The networking giant discussed the price hikes on its Q2 2026 earnings call, during which CEO Chuck Robbins said Cisco has already announced price increases and will “continue to monitor market trends and make additional adjustments as necessary.” The CEO said Cisco is also “revising contractual terms with channel partners and customers to address evolving component prices,” and is using its scale to “help us negotiate favorable terms and secure supply to fulfill current and future demand.”
Robbins noted that networking appliances require less memory than servers, “So the price increases are more nominal” and he thinks buyers understand bigger bills aren’t Cisco’s fault.
[1]
“Customers get it. And while they may not like it, they understand that it's a dynamic that we're all dealing with,” he said.
[2]
[3]
CFO Mark Patterson said buyers haven’t changed plans due to memory price impacts.
“I haven't talked to any customers that are really willing to delay or defer any sort of strategic investments,” he said. Nor did customers try to get in early to buy kit at low prices before memory storage prices surged. “I think, frankly, also a lot of them understand that we'll probably be able to manage this a lot better than some of our peers, too.”
[4]
Feel free to [5]let us know if you agree.
Cisco won $15.3 billion revenue for the quarter, a company record and a ten percent year-over-year jump.
Robbins said Cisco is surfing the AI wave in two ways.
[6]
One is selling upgrades to existing networks. “Legacy infrastructure was not designed for the performance, speed and security needs of AI,” he said.
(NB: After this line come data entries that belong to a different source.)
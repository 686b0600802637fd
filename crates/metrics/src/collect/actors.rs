//! Actor totals and class distribution.

use scene_model::Actor;

use crate::accum::CountMap;
use crate::collect::MetricCollector;
use crate::error::Result;
use crate::report::Section;

/// Counts every actor, regardless of components, and groups by class name.
#[derive(Debug, Default)]
pub struct ActorCollector {
    total: u64,
    by_class: CountMap<String>,
}

impl ActorCollector {
    pub fn new() -> Self {
        Self::default()
    }
}

impl MetricCollector for ActorCollector {
    fn section_name(&self) -> &'static str {
        "Actors"
    }

    fn observe(&mut self, actor: &Actor) -> Result<()> {
        self.total += 1;
        self.by_class.bump(actor.class().name().to_string());
        Ok(())
    }

    fn render_section(&self) -> Section {
        Section::new().count("ActorCount", self.total).breakdown(
            "ByClass",
            self.by_class.to_labeled(|class| class.clone()),
        )
    }
}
The other is selling to hyperscalers, and that’s more complicated because Robbins said they are “lumpy” buyers. Cisco announced it won $2.1 billion of orders from hyperscalers in the quarter and said that represents “a significant acceleration in growth” as that sum was $800 million higher than the previous quarter, and higher than all orders from hyperscalers in the previous financial year.
Financial analysts on the earnings call, however, felt those are tiny sums compared to the $635 billion that Amazon, Google, Meta, and Microsoft [7]plan to spend on infrastructure this year.
Robbins said hyperscalers like Cisco’s optics portfolio and its programmable Silicon One processors, and that sovereign clouds and neoclouds represent new opportunities.
[8]Cisco challenges Broadcom, Nvidia with a 102.4T switch of its own
[9]Cisco looses Splunk to probe and tame its growing agentic menagerie
[10]No fire sale for firewalls as memory shortages could push prices higher
[11]Cisco decides its homegrown AI model is ready to power its products
Cisco has opportunities beyond AI. Robbins said buyers are at the beginning of a major multi-year, multi-billion-dollar campus networking refresh cycle. He also pointed to double-digit datacenter switching sales growth across in six of the last eight quarters.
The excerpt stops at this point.